Effective Data Communication With {ggplot2}

Part II - Putting theory into practice

Renata Diaz

2024-06-13

Code-along script

Script for today’s examples.

Learning Objectives

  • Implement principles of effective design using {ggplot}. Including:
    • Maximize data:ink ratio using themes and facets
    • Customize marks and channels using geoms and aes(thetics).
    • Use helper tools including cols4all and esquisse to make thoughtful visualization choices.
    • Work through an example as a group.

Maximizing data:ink ratio

The {ggplot2} default

ggplot(penguins, aes(body_mass_g, 
                     bill_depth_mm,
                     color = species)) +
  geom_point() 

{theme_*}

ggplot(penguins, aes(body_mass_g, 
                     bill_depth_mm,
                     color = species)) +
  geom_point() +
  theme_bw()

{theme_*}

ggplot(penguins, aes(body_mass_g, 
                     bill_depth_mm,
                     color = species)) +
  geom_point() +
  theme_void()

{theme_*}

For a complete list of preset themes:

?theme_void

Or online here.

{theme_*}

Important

theme_bw() and theme_minimal can remove a lot of unnecessary ink with one fell swoop.

Use theme_set(theme_bw()) outside your plot code to set the theme for a whole script or notebook.

Modify a theme

  • The preset themes either leave unnecessary ink, or remove necessary information.
  • The theme() function allows you to modify individual elements of a theme
  • The theme options are vast. We’ll break it down.

Anatomy of theme

  • theme( <part of the plot> = <element_*(element_options)>)
  • Parts of the plot: axis, legend, panel, plot, strip.
  • Elements: element_blank, element_text, element_line, element_rect.
  • You can modify all lines/rectangles at once using theme(line = element_line()), etc.
  • See the rendered documentation to help you figure out how to change specific elements.

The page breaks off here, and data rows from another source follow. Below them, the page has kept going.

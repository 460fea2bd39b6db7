//! Test-only helpers for building scenarios and scenario files.

use std::fs;
use std::path::{Path, PathBuf};

use crate::core::method::HttpMethod;
use crate::core::scenario::{Parameter, ScenarioSpec};

/// Five users over two seconds hitting `/api/account` with one parameter.
pub fn sample_spec(method: HttpMethod) -> ScenarioSpec {
    ScenarioSpec {
        thread_count: 5,
        ramp_up_seconds: 2,
        endpoint_path: "/api/account".to_string(),
        method,
        parameters: vec![Parameter::new("name", "Alice")],
        csv_path: "users.csv".to_string(),
        body: Some(String::new()),
        body_content_type: None,
    }
}

/// Scenario TOML matching [`sample_spec`] with the given method.
pub fn sample_scenario_toml(method: &str) -> String {
    format!(
        r#"threads = 5
ramp_up_seconds = 2
csv_path = "users.csv"

[request]
path = "/api/account"
method = "{method}"

[[request.parameters]]
name = "name"
value = "Alice"
"#
    )
}

/// Temporary directory holding scenario and settings files.
pub struct ScenarioDir {
    temp: tempfile::TempDir,
}

impl ScenarioDir {
    pub fn new() -> anyhow::Result<Self> {
        Ok(Self {
            temp: tempfile::tempdir()?,
        })
    }

    pub fn root(&self) -> &Path {
        self.temp.path()
    }

    /// Write `contents` to `name` under the root and return its path.
    pub fn write(&self, name: &str, contents: &str) -> anyhow::Result<PathBuf> {
        let path = self.root().join(name);
        fs::write(&path, contents)?;
        Ok(path)
    }
}
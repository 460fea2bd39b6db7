//! Property tests over randomly generated scenarios.

use loadplan::core::invariants::validate_invariants;
use loadplan::core::method::HttpMethod;
use loadplan::core::query::{count_kind, find_kind, login_sampler, target_sampler};
use loadplan::core::scenario::Parameter;
use loadplan::{NodeKind, PlanBuilder, PlanError, ScenarioSpec};
use proptest::prelude::*;

fn method_strategy() -> impl Strategy<Value = HttpMethod> {
    prop_oneof![
        Just(HttpMethod::Get),
        Just(HttpMethod::Post),
        Just(HttpMethod::Put),
        Just(HttpMethod::Delete),
        Just(HttpMethod::Patch),
        Just(HttpMethod::Head),
        Just(HttpMethod::Options),
    ]
}

prop_compose! {
    fn valid_spec()(
        thread_count in 1i64..500,
        ramp_up_seconds in 0i64..120,
        endpoint_path in "/[a-z]{1,12}(/[a-z]{1,8}){0,2}",
        method in method_strategy(),
        parameters in prop::collection::vec(("[a-z]{1,4}", "[A-Za-z0-9]{0,6}"), 0..5),
        body in prop::option::of("[ -~]{0,16}"),
    ) -> ScenarioSpec {
        let body_content_type = body
            .as_ref()
            .filter(|body| !body.is_empty())
            .map(|_| "application/json".to_string());
        ScenarioSpec {
            thread_count,
            ramp_up_seconds,
            endpoint_path,
            method,
            parameters: parameters
                .into_iter()
                .map(|(name, value)| Parameter::new(name, value))
                .collect(),
            csv_path: "users.csv".to_string(),
            body,
            body_content_type,
        }
    }
}

proptest! {
    #[test]
    fn build_is_deterministic(spec in valid_spec()) {
        let builder = PlanBuilder::default();
        let first = builder.build(&spec).expect("build");
        let second = builder.build(&spec.clone()).expect("build");
        prop_assert_eq!(first, second);
    }

    #[test]
    fn every_plan_satisfies_invariants(spec in valid_spec()) {
        let plan = PlanBuilder::default().build(&spec).expect("build");
        prop_assert!(validate_invariants(&plan).is_empty());

        let source = find_kind(&plan, NodeKind::DataSource).expect("data source");
        prop_assert_eq!(source.property("recycle"), Some("false"));
        prop_assert_eq!(source.property("stop_thread"), Some("true"));
    }

    #[test]
    fn token_nodes_follow_method(spec in valid_spec()) {
        let plan = PlanBuilder::default().build(&spec).expect("build");
        let login = login_sampler(&plan).expect("login");
        let target = target_sampler(&plan).expect("target");
        let expected = usize::from(spec.method.is_mutating());

        prop_assert_eq!(count_kind(login, NodeKind::TokenExtractor), expected);
        prop_assert_eq!(count_kind(target, NodeKind::HeaderInjector), expected);
        prop_assert_eq!(count_kind(&plan, NodeKind::TokenExtractor), expected);
        prop_assert_eq!(count_kind(&plan, NodeKind::HeaderInjector), expected);
    }

    #[test]
    fn raw_body_marking_follows_body(spec in valid_spec()) {
        let plan = PlanBuilder::default().build(&spec).expect("build");
        let target = target_sampler(&plan).expect("target");
        let has_body = spec.body.as_deref().is_some_and(|body| !body.is_empty());

        if spec.method.is_mutating() && has_body {
            prop_assert_eq!(target.property("post_body_raw"), Some("true"));
            let injector = find_kind(target, NodeKind::HeaderInjector).expect("injector");
            prop_assert_eq!(injector.entry("Content-Type"), Some("application/json"));
        } else {
            prop_assert_eq!(target.property("post_body_raw"), None);
            if let Some(injector) = find_kind(target, NodeKind::HeaderInjector) {
                prop_assert_eq!(injector.entry("Content-Type"), None);
            }
        }
    }

    #[test]
    fn parameters_attach_in_order(spec in valid_spec()) {
        let plan = PlanBuilder::default().build(&spec).expect("build");
        let target = target_sampler(&plan).expect("target");
        let attached: Vec<(String, String)> = target
            .entries()
            .iter()
            .map(|entry| (entry.name.clone(), entry.value.clone()))
            .collect();
        let expected: Vec<(String, String)> = spec
            .parameters
            .iter()
            .map(|param| (param.name.clone(), param.value.clone()))
            .collect();
        prop_assert_eq!(attached, expected);
    }

    #[test]
    fn non_positive_threads_never_build(threads in -1000i64..=0, spec in valid_spec()) {
        let spec = ScenarioSpec { thread_count: threads, ..spec };
        prop_assert_eq!(
            PlanBuilder::default().build(&spec),
            Err(PlanError::InvalidThreadCount(threads))
        );
    }
}
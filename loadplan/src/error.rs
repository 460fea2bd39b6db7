//! Errors surfaced by plan construction.

use thiserror::Error;

/// Caller-fixable scenario defects detected before any tree is built.
#[derive(Debug, Clone, PartialEq, Eq, Error)]
pub enum PlanError {
    #[error("configuration error: thread count must be > 0, got {0}")]
    InvalidThreadCount(i64),

    #[error("configuration error: ramp-up seconds must be >= 0, got {0}")]
    NegativeRampUp(i64),

    #[error("configuration error: endpoint path must not be empty")]
    EmptyEndpoint,

    #[error("configuration error: request body requires a content type")]
    MissingContentType,

    #[error("configuration error: unknown http method '{0}'")]
    UnknownMethod(String),
}

impl PlanError {
    /// Every variant is a configuration error; no transient failures exist here.
    pub fn is_configuration(&self) -> bool {
        true
    }
}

Remove the background panel

ggplot(penguins, aes(body_mass_g, 
                     bill_depth_mm,
                     color = species)) +
  geom_point() +
  theme(panel.background = element_blank()) 

Re-add grid lines

ggplot(penguins, aes(body_mass_g, 
                     bill_depth_mm,
                     color = species)) +
  geom_point() +
  theme(panel.background = element_blank(),
        panel.grid.major = element_line(color = "black", linewidth = .5))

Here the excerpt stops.